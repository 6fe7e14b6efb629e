//! Ticket store trait: the durable, keyed persistence collaborator.
//!
//! The store is an abstract key-value store keyed by [`TicketId`] that supports atomic
//! conditional writes. Every record carries a [`Version`]; a write succeeds only if the
//! caller presents the version it loaded. This is what lets several coordinator
//! processes share one store without lost updates.
//!
//! # Implementations
//!
//! - `InMemoryTicketStore` (in `admission-testing`): fast, deterministic, with fault
//!   injection for tests
//!
//! # Example
//!
//! ```no_run
//! use admission_core::store::{StoreError, TicketStore};
//! use admission_core::types::TicketId;
//!
//! async fn example<S: TicketStore>(store: &S) -> Result<(), StoreError> {
//!     let id = TicketId::new("T-123");
//!     if let Some(record) = store.load(&id).await? {
//!         let ticket = record.ticket;
//!         // ... mutate ...
//!         store.compare_and_swap(ticket, record.version).await?;
//!     }
//!     Ok(())
//! }
//! ```

use crate::types::{Ticket, TicketId};
use serde::{Deserialize, Serialize};
use std::fmt;
use std::future::Future;
use std::pin::Pin;
use thiserror::Error;

/// Record version for optimistic concurrency control.
///
/// A freshly inserted record is at [`Version::INITIAL`]; every successful
/// conditional write moves it to [`Version::next`].
#[derive(Copy, Clone, Debug, PartialEq, Eq, PartialOrd, Ord, Hash, Serialize, Deserialize)]
pub struct Version(u64);

impl Version {
    /// Version of a record that has never been rewritten.
    pub const INITIAL: Self = Self(0);

    /// Create a version with the given value.
    #[must_use]
    pub const fn new(value: u64) -> Self {
        Self(value)
    }

    /// The version number.
    #[must_use]
    pub const fn value(self) -> u64 {
        self.0
    }

    /// The version after one more write.
    #[must_use]
    pub const fn next(self) -> Self {
        Self(self.0 + 1)
    }
}

impl fmt::Display for Version {
    fn fmt(&self, f: &mut fmt::Formatter<'_>) -> fmt::Result {
        write!(f, "{}", self.0)
    }
}

/// A ticket together with the version it was read at.
#[derive(Clone, Debug, PartialEq, Eq)]
pub struct VersionedTicket {
    /// Ticket state
    pub ticket: Ticket,
    /// Version to present on the next conditional write
    pub version: Version,
}

/// Errors from the ticket store.
#[derive(Error, Debug, Clone, PartialEq, Eq)]
pub enum StoreError {
    /// Conditional write lost: the record changed since it was loaded.
    #[error("Concurrency conflict on ticket {ticket_id}: expected version {expected}, found {actual}")]
    ConcurrencyConflict {
        /// Ticket whose write was rejected
        ticket_id: TicketId,
        /// Version presented by the writer
        expected: Version,
        /// Version currently stored
        actual: Version,
    },

    /// Conditional write against a record that does not exist.
    #[error("Ticket not found: {0}")]
    NotFound(TicketId),

    /// Backend unavailable or the operation failed.
    #[error("Store unavailable: {0}")]
    Unavailable(String),

    /// Record could not be encoded or decoded.
    #[error("Serialization error: {0}")]
    Serialization(String),
}

impl StoreError {
    /// Whether this is a lost conditional write.
    #[must_use]
    pub const fn is_conflict(&self) -> bool {
        matches!(self, Self::ConcurrencyConflict { .. })
    }
}

/// Boxed future returned by store operations.
pub type StoreFuture<'a, T> = Pin<Box<dyn Future<Output = Result<T, StoreError>> + Send + 'a>>;

/// Durable ticket persistence.
///
/// Implementations must be `Send + Sync`. Methods return boxed futures so the trait
/// stays dyn-compatible (`Arc<dyn TicketStore>`).
pub trait TicketStore: Send + Sync {
    /// Load a ticket and its current version. Absent tickets are `Ok(None)`.
    ///
    /// # Errors
    ///
    /// - `Unavailable`: backend failure
    /// - `Serialization`: stored record could not be decoded
    fn load<'a>(&'a self, ticket_id: &'a TicketId) -> StoreFuture<'a, Option<VersionedTicket>>;

    /// Replace a ticket if its stored version still equals `expected`.
    ///
    /// Returns the new version. The write is atomic: a subsequent `load` sees either
    /// the whole new record or the old one.
    ///
    /// # Errors
    ///
    /// - `ConcurrencyConflict`: the stored version differs from `expected`
    /// - `NotFound`: no record exists for this ticket
    /// - `Unavailable`: backend failure (the write did not take effect)
    fn compare_and_swap(&self, ticket: Ticket, expected: Version) -> StoreFuture<'_, Version>;
}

◆ ◆ ◆ ◆ ◆ ◆ ◆

Problem → The response must contain every line from the listing above in which the string "stored" appears.

Answer box →
        /// Version currently stored
    /// - `Serialization`: stored record could not be decoded
    /// Replace a ticket if its stored version still equals `expected`.
    /// - `ConcurrencyConflict`: the stored version differs from `expected`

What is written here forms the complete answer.